**Task to complete**.
Copy all of the data that follows without altering a word.

**Data records**.

// src/branch.rs

//! Branch resolution: one concrete variant per multi-way decision point.
//!
//! Every selection is validated against its closed enumeration before any
//! graph construction starts, so a bad configuration never produces a
//! partially built graph.

use std::collections::BTreeSet;
use std::str::FromStr;

use crate::config::ConfigFile;
use crate::errors::{PipelineError, Result};

/// Mapping-tool branch.
#[derive(Debug, Clone, Copy, PartialEq, Eq)]
pub enum Mapper {
    Star,
    Hisat2,
}

impl Mapper {
    /// Path segment used under `mapped_reads/`, `bigwig_files/` etc.
    pub fn as_str(&self) -> &'static str {
        match self {
            Mapper::Star => "star",
            Mapper::Hisat2 => "hisat2",
        }
    }
}

impl FromStr for Mapper {
    type Err = PipelineError;

    fn from_str(s: &str) -> Result<Self> {
        match s {
            "star" => Ok(Mapper::Star),
            "hisat2" => Ok(Mapper::Hisat2),
            other => Err(PipelineError::ConfigError(format!(
                "invalid [mapping].mapper '{}' (allowed: \"star\", \"hisat2\")",
                other
            ))),
        }
    }
}

/// Coverage-tool branch.
#[derive(Debug, Clone, Copy, PartialEq, Eq)]
pub enum CoverageTool {
    BamCoverage,
    Megadepth,
}

impl CoverageTool {
    /// Path segment used under `bigwig_files/<mapper>/`.
    pub fn as_str(&self) -> &'static str {
        match self {
            CoverageTool::BamCoverage => "bamCoverage",
            CoverageTool::Megadepth => "megadepth",
        }
    }
}

impl FromStr for CoverageTool {
    type Err = PipelineError;

    fn from_str(s: &str) -> Result<Self> {
        match s {
            "bamCoverage" => Ok(CoverageTool::BamCoverage),
            "megadepth" => Ok(CoverageTool::Megadepth),
            other => Err(PipelineError::ConfigError(format!(
                "invalid [coverage].tool '{}' (allowed: \"bamCoverage\", \"megadepth\")",
                other
            ))),
        }
    }
}

/// Quantification granularity. Non-exclusive: any non-empty subset may be
/// selected.
#[derive(Debug, Clone, Copy, PartialEq, Eq, PartialOrd, Ord)]
pub enum QuantLevel {
    Transcripts,
    Genes,
}

impl QuantLevel {
    pub fn as_str(&self) -> &'static str {
        match self {
            QuantLevel::Transcripts => "transcripts",
            QuantLevel::Genes => "genes",
        }
    }
}

impl FromStr for QuantLevel {
    type Err = PipelineError;

    fn from_str(s: &str) -> Result<Self> {
        match s {
            "transcripts" => Ok(QuantLevel::Transcripts),
            "genes" => Ok(QuantLevel::Genes),
            other => Err(PipelineError::ConfigError(format!(
                "invalid [quantification].levels entry '{}' (allowed: \"transcripts\", \"genes\")",
                other
            ))),
        }
    }
}

/// Immutable branch selection consumed by the graph builder and the target
/// catalog.
#[derive(Debug, Clone, PartialEq, Eq)]
pub struct BranchSelection {
    pub mapper: Mapper,
    pub coverage: CoverageTool,
    pub quant: BTreeSet<QuantLevel>,
}

impl BranchSelection {
    pub fn quantifies(&self, level: QuantLevel) -> bool {
        self.quant.contains(&level)
    }
}

/// Resolve and validate all branch selections from the configuration.
pub fn resolve(cfg: &ConfigFile) -> Result<BranchSelection> {
    let mapper = cfg.mapping.mapper.parse::<Mapper>()?;
    let coverage = cfg.coverage.tool.parse::<CoverageTool>()?;

    let mut quant = BTreeSet::new();
    for level in cfg.quantification.levels.iter() {
        quant.insert(level.parse::<QuantLevel>()?);
    }
    if quant.is_empty() {
        return Err(PipelineError::ConfigError(
            "[quantification].levels must select at least one of \"transcripts\", \"genes\""
                .to_string(),
        ));
    }

    Ok(BranchSelection {
        mapper,
        coverage,
        quant,
    })
}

**Finished task**.
// src/branch.rs

//! Branch resolution: one concrete variant per multi-way decision point.
//!
//! Every selection is validated against its closed enumeration before any
//! graph construction starts, so a bad configuration never produces a
//! partially built graph.

use std::collections::BTreeSet;
use std::str::FromStr;

use crate::config::ConfigFile;
use crate::errors::{PipelineError, Result};

/// Mapping-tool branch.
#[derive(Debug, Clone, Copy, PartialEq, Eq)]
pub enum Mapper {
    Star,
    Hisat2,
}

impl Mapper {
    /// Path segment used under `mapped_reads/`, `bigwig_files/` etc.
    pub fn as_str(&self) -> &'static str {
        match self {
            Mapper::Star => "star",
            Mapper::Hisat2 => "hisat2",
        }
    }
}

impl FromStr for Mapper {
    type Err = PipelineError;

    fn from_str(s: &str) -> Result<Self> {
        match s {
            "star" => Ok(Mapper::Star),
            "hisat2" => Ok(Mapper::Hisat2),
            other => Err(PipelineError::ConfigError(format!(
                "invalid [mapping].mapper '{}' (allowed: \"star\", \"hisat2\")",
                other
            ))),
        }
    }
}

/// Coverage-tool branch.
#[derive(Debug, Clone, Copy, PartialEq, Eq)]
pub enum CoverageTool {
    BamCoverage,
    Megadepth,
}

impl CoverageTool {
    /// Path segment used under `bigwig_files/<mapper>/`.
    pub fn as_str(&self) -> &'static str {
        match self {
            CoverageTool::BamCoverage => "bamCoverage",
            CoverageTool::Megadepth => "megadepth",
        }
    }
}

impl FromStr for CoverageTool {
    type Err = PipelineError;

    fn from_str(s: &str) -> Result<Self> {
        match s {
            "bamCoverage" => Ok(CoverageTool::BamCoverage),
            "megadepth" => Ok(CoverageTool::Megadepth),
            other => Err(PipelineError::ConfigError(format!(
                "invalid [coverage].tool '{}' (allowed: \"bamCoverage\", \"megadepth\")",
                other
            ))),
        }
    }
}

/// Quantification granularity. Non-exclusive: any non-empty subset may be
/// selected.
#[derive(Debug, Clone, Copy, PartialEq, Eq, PartialOrd, Ord)]
pub enum QuantLevel {
    Transcripts,
    Genes,
}

impl QuantLevel {
    pub fn as_str(&self) -> &'static str {
        match self {
            QuantLevel::Transcripts => "transcripts",
            QuantLevel::Genes => "genes",
        }
    }
}

impl FromStr for QuantLevel {
    type Err = PipelineError;

    fn from_str(s: &str) -> Result<Self> {
        match s {
            "transcripts" => Ok(QuantLevel::Transcripts),
            "genes" => Ok(QuantLevel::Genes),
            other => Err(PipelineError::ConfigError(format!(
                "invalid [quantification].levels entry '{}' (allowed: \"transcripts\", \"genes\")",
                other
            ))),
        }
    }
}

/// Immutable branch selection consumed by the graph builder and the target
/// catalog.
#[derive(Debug, Clone, PartialEq, Eq)]
pub struct BranchSelection {
    pub mapper: Mapper,
    pub coverage: CoverageTool,
    pub quant: BTreeSet<QuantLevel>,
}

impl BranchSelection {
    pub fn quantifies(&self, level: QuantLevel) -> bool {
        self.quant.contains(&level)
    }
}

/// Resolve and validate all branch selections from the configuration.
pub fn resolve(cfg: &ConfigFile) -> Result<BranchSelection> {
    let mapper = cfg.mapping.mapper.parse::<Mapper>()?;
    let coverage = cfg.coverage.tool.parse::<CoverageTool>()?;

    let mut quant = BTreeSet::new();
    for level in cfg.quantification.levels.iter() {
        quant.insert(level.parse::<QuantLevel>()?);
    }
    if quant.is_empty() {
        return Err(PipelineError::ConfigError(
            "[quantification].levels must select at least one of \"transcripts\", \"genes\""
                .to_string(),
        ));
    }

    Ok(BranchSelection {
        mapper,
        coverage,
        quant,
    })
}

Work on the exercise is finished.